Jeff Barber, Gardner, is $14,804 in debt – not including his mortgage, cars or credit cards. That’s his share of public debt from local entities including state, local, county and school debt. When the national debt is included, Barber – along with every man, woman and child in Gardner – owes $55,933.
The Gardner News gathered debt figures from the Gardner Edgerton School District, the city of Gardner, Johnson County – including the library system and Johnson County Community College – and the state of Kansas. In order to determine Barber’s share, news staff divided the amount of debt by the number of people responsible for it. For example, the state of Kansas is approximately $3.8 billion in debt and there are approximately 2.8 million people in the state. Barber’s share of Kansas’ debt is $1,357.

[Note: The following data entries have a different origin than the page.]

use clap::Parser;
use costarpath::json_output::{JsonOutput, create_json_output};
use costarpath::{Args, SearchResult};
use costarpath_core::{ConnectionResult, FilmId, GraphStore, PathStep, PersonId};

fn create_test_store() -> GraphStore {
    let mut store = GraphStore::new();
    store.insert_person(PersonId::new("1"), "Alice", "1970");
    store.insert_person(PersonId::new("2"), "Bob", "1975");
    store.insert_person(PersonId::new("102"), "Kevin Bacon", "1958");
    store.insert_film(FilmId::new("F1"), "First Film", "1990");
    store.insert_film(FilmId::new("F2"), "Second Film", "1995");
    store
}

fn create_result(path: Option<Vec<PathStep>>) -> SearchResult {
    SearchResult {
        connection: ConnectionResult {
            path,
            people_explored: 1234,
            duration_ms: 15,
        },
        from_person: PersonId::new("1"),
        from_name: "Alice".to_string(),
        to_name: "Bob".to_string(),
        display_options: Args::parse_from(["costarpath", "Alice", "Bob", "--json", "--seed", "9"]),
    }
}

#[test]
fn test_json_output_with_path() {
    let store = create_test_store();
    let result = create_result(Some(vec![
        PathStep::new(FilmId::new("F1"), PersonId::new("102")),
        PathStep::new(FilmId::new("F2"), PersonId::new("2")),
    ]));

    let json_output = create_json_output(&result, &store);

    assert_eq!(json_output.query.from, "Alice");
    assert_eq!(json_output.query.to, "Bob");
    assert_eq!(json_output.query.options.algorithm, "hub");
    assert_eq!(json_output.query.options.hub, "102");
    assert_eq!(json_output.query.options.max_depth, 6);
    assert_eq!(json_output.query.options.seed, Some(9));

    assert!(json_output.result.found);
    assert_eq!(json_output.result.degrees, Some(2));
    let path = json_output.result.path.unwrap();
    assert_eq!(path.len(), 2);

    assert_eq!(path[0].from, "Alice");
    assert_eq!(path[0].to, "Kevin Bacon");
    assert_eq!(path[0].film_title, "First Film");
    assert_eq!(path[0].film_year, "1990");

    assert_eq!(path[1].from, "Kevin Bacon");
    assert_eq!(path[1].to, "Bob");
    assert_eq!(path[1].person_id, "2");
    assert_eq!(path[1].film_id, "F2");

    assert_eq!(json_output.stats.people_explored, 1234);
    assert_eq!(json_output.stats.search_time_ms, 15);
}

#[test]
fn test_json_output_not_connected() {
    let store = create_test_store();
    let result = create_result(None);

    let json_output = create_json_output(&result, &store);

    assert!(!json_output.result.found);
    assert!(json_output.result.degrees.is_none());
    assert!(json_output.result.path.is_none());

    let serialized = serde_json::to_string(&json_output).unwrap();
    assert!(!serialized.contains("\"path\""));
    assert!(!serialized.contains("\"degrees\""));

    let parsed: JsonOutput = serde_json::from_str(&serialized).unwrap();
    assert!(!parsed.result.found);
    assert_eq!(parsed.stats.people_explored, 1234);
}
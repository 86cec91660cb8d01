use colored::*;

pub struct ColorScheme;

impl ColorScheme {
    pub fn new(use_colors: bool) -> Self {
        if !use_colors {
            colored::control::set_override(false);
        }
        Self
    }

    pub fn person_name(&self, text: &str) -> ColoredString {
        text.yellow()
    }

    pub fn film_title(&self, text: &str) -> ColoredString {
        text.cyan()
    }

    pub fn success(&self, text: &str) -> ColoredString {
        text.green()
    }

    pub fn error(&self, text: &str) -> ColoredString {
        text.red()
    }

    pub fn step_number(&self, text: &str) -> ColoredString {
        text.blue()
    }

    pub fn number(&self, text: &str) -> ColoredString {
        text.green()
    }

    pub fn stats(&self, text: &str) -> ColoredString {
        text.blue()
    }
}
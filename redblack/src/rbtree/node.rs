use std::fmt::{self, Display};
use std::ptr::NonNull;

// Empty child links count as black.
#[derive(Debug, Clone, Copy, PartialEq, Eq)]
pub(crate) enum Color {
    Red,
    Black,
}

pub(crate) type Link<K> = Option<NonNull<Node<K>>>;

// Children are owned by their parent, the parent link is only a back-reference used to walk
// upwards during fixups.
pub(crate) struct Node<K> {
    pub(crate) key: K,
    pub(crate) color: Color,
    pub(crate) parent: Link<K>,
    pub(crate) left: Link<K>,
    pub(crate) right: Link<K>,
}

impl<K> Node<K> {
    // New nodes are always red leaves.
    pub(crate) fn alloc(key: K, parent: Link<K>) -> NonNull<Self> {
        let node = Box::new(Self {
            key,
            color: Color::Red,
            parent,
            left: None,
            right: None,
        });
        NonNull::from(Box::leak(node))
    }

    pub(crate) const fn color(node: NonNull<Self>) -> Color {
        unsafe { node.as_ref() }.color
    }

    pub(crate) const fn link_color(link: Link<K>) -> Color {
        match link {
            Some(node) => Self::color(node),
            None => Color::Black,
        }
    }

    pub(crate) fn paint(mut node: NonNull<Self>, color: Color) {
        unsafe { node.as_mut() }.color = color;
    }

    pub(crate) const fn parent(node: NonNull<Self>) -> Link<K> {
        unsafe { node.as_ref() }.parent
    }

    pub(crate) fn is_left_child(node: NonNull<Self>) -> bool {
        match Self::parent(node) {
            Some(p) => unsafe { p.as_ref() }.left == Some(node),
            None => false,
        }
    }

    pub(crate) fn is_right_child(node: NonNull<Self>) -> bool {
        match Self::parent(node) {
            Some(p) => unsafe { p.as_ref() }.right == Some(node),
            None => false,
        }
    }

    pub(crate) fn sibling(node: NonNull<Self>) -> Link<K> {
        let pb = unsafe { Self::parent(node)?.as_ref() };
        if pb.left == Some(node) { pb.right } else { pb.left }
    }

    pub(crate) fn uncle(node: NonNull<Self>) -> Link<K> {
        Self::sibling(Self::parent(node)?)
    }

    pub(crate) fn leftmost(mut node: NonNull<Self>) -> NonNull<Self> {
        while let Some(l) = unsafe { node.as_ref() }.left {
            node = l;
        }
        node
    }

    // The next node in key order, walking up through parent links when there is no right subtree.
    pub(crate) fn successor(node: NonNull<Self>) -> Link<K> {
        if let Some(right) = unsafe { node.as_ref() }.right {
            return Some(Self::leftmost(right));
        }

        let mut c = node;
        while Self::is_right_child(c) {
            c = Self::parent(c)?;
        }
        Self::parent(c)
    }

    // Points whichever child slot of `parent` held `old` at `new`.
    pub(crate) fn replace_child(mut parent: NonNull<Self>, old: NonNull<Self>, new: Link<K>) {
        let pb = unsafe { parent.as_mut() };
        if pb.left == Some(old) {
            pb.left = new;
        } else {
            debug_assert_eq!(pb.right, Some(old), "Node is not a child of its parent");
            pb.right = new;
        }
    }

    // Right child becomes the new subtree root. The slot that referred to `node` (its parent's
    // child link or the tree root) still points at `node` and must be repointed by the caller at
    // the returned node.
    pub(crate) fn rotate_left(mut node: NonNull<Self>) -> NonNull<Self> {
        let nb = unsafe { node.as_mut() };
        let mut r = nb.right.expect("Tried to make None child into parent");
        let rb = unsafe { r.as_mut() };

        nb.right = rb.left.take();
        if let Some(mut moved) = nb.right {
            unsafe { moved.as_mut() }.parent = Some(node);
        }

        rb.left = Some(node);
        rb.parent = nb.parent.replace(r);
        r
    }

    // Left child becomes the new subtree root, see rotate_left.
    pub(crate) fn rotate_right(mut node: NonNull<Self>) -> NonNull<Self> {
        let nb = unsafe { node.as_mut() };
        let mut l = nb.left.expect("Tried to make None child into parent");
        let lb = unsafe { l.as_mut() };

        nb.left = lb.right.take();
        if let Some(mut moved) = nb.left {
            unsafe { moved.as_mut() }.parent = Some(node);
        }

        lb.right = Some(node);
        lb.parent = nb.parent.replace(l);
        l
    }

    // UNSAFE -- All existing pointers to node except parent pointers from its children must be
    // destroyed.
    pub(crate) unsafe fn destroy_tree(mut node: NonNull<Self>) {
        let cur = unsafe { node.as_mut() };
        cur.parent = None;
        unsafe {
            if let Some(left) = cur.left.take() {
                Self::destroy_tree(left);
            }
            if let Some(right) = cur.right.take() {
                Self::destroy_tree(right);
            }
        }

        // By now, all pointers to this node have been destroyed, it's safe to drop and deallocate
        // it when the function returns.
        unsafe {
            drop(Box::from_raw(node.as_ptr()));
        }
    }
}

// Renders the subtree as `(key* left right)`, with `*` marking red nodes and `_` empty children.
impl<K: Display> Display for Node<K> {
    fn fmt(&self, f: &mut fmt::Formatter<'_>) -> fmt::Result {
        let red = if self.color == Color::Red { "*" } else { "" };
        write!(f, "({}{red} ", self.key)?;

        match self.left {
            Some(left) => Display::fmt(unsafe { left.as_ref() }, f)?,
            None => f.write_str("_")?,
        }

        match self.right {
            Some(right) => Display::fmt(unsafe { right.as_ref() }, f)?,
            None => f.write_str(" _")?,
        }

        f.write_str(")")
    }
}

The numbers are imprecise, public officials were quick to point out. For example, news staff included interest when figuring for the city of Gardner, the school district and the county. The state of Kansas did not have interest numbers available. However, on bonded debt, the interest almost always must be paid whether the principal is paid early or not.
Leslie Friedel, a management and budget analyst with Johnson County, said public debt is not easily compared to private debt – like a mortgage.
When a homeowner pays their mortgage off early, they only pay interest up to the day they pay the principal off in full. With most bonded debt, full interest must be paid whether the loan is paid off early or not.
“That’s the easiest, most conservative way to say it, but there are times that’s not always correct,” city finance director Laura Gourley, said. “It’s very, very complicated.”
School finance director Eric Hansen agreed.
“You really can’t just say we’ve got $100 billion sitting around in the bank we’re going to pay these off at once. It doesn’t work out that way,” he said.
The city of Gardner currently owes $111.6 million including principal and interest, and not all of the debt is bond debt. Car lease payments were included in Gardner’s figures, for example.
Public debt also won’t be paid equally by all citizens. Gourley used the swimming pool – which comprises approximately $11 million of the city’s debt – as an example. The aquatic center’s debt is primarily paid through a half-cent sales tax.
“That’s paid by anybody who purchases anything in Gardner whether they’re a citizen or not,” Gourley said.
Another $18.4 million of Gardner’s debt will be paid through benefit districts – only individuals with property within those districts will be responsible for paying off that debt.
“All these things only complicate your “per capita” calculation, but it just illustrates that the city’s debt is different than the school district’s debt, and also different from the debt of other cities,” Gorely said. “Most cities don’t have their own utilities, and therefore don’t have significant utility-backed debt.”
A significant amount of the debt from all entities will be paid through property taxes, Gardner Edgerton School District Superintendent Bill Gilhaus explained, but commercial properties are taxed at higher rates than residential properties.
“But remember you’re going to have corporations paying a significant portion of that,” Gilhaus said. “The portion of taxes that they pay is obviously higher.”
Also, Gilhaus said the school district receives re-imbursement from the state for some bond payments.
The school district currently owes $149 million including principal and interest. Hansen said that includes continuing payments on 10 separate bond issues – including bond issues in 1998, 2000 and 2005. Another school bond issue is likely in 2011 or 2012.
Taxpayer Barber said if it was possible, he’d like to just write a check and pay off his portion – especially if it meant no more taxes in the future.
“I’m cool with paying that amount if there isn’t any more griping and if there isn’t anymore sales tax and that sort of stuff,” Barber said. “I can see myself paying that portion. I wouldn’t have a problem paying for it.”
However, annual debt payments are only a portion of public entities’ budgets. They also must pay ongoing expenses for daily operations like paying the salaries of police and teachers.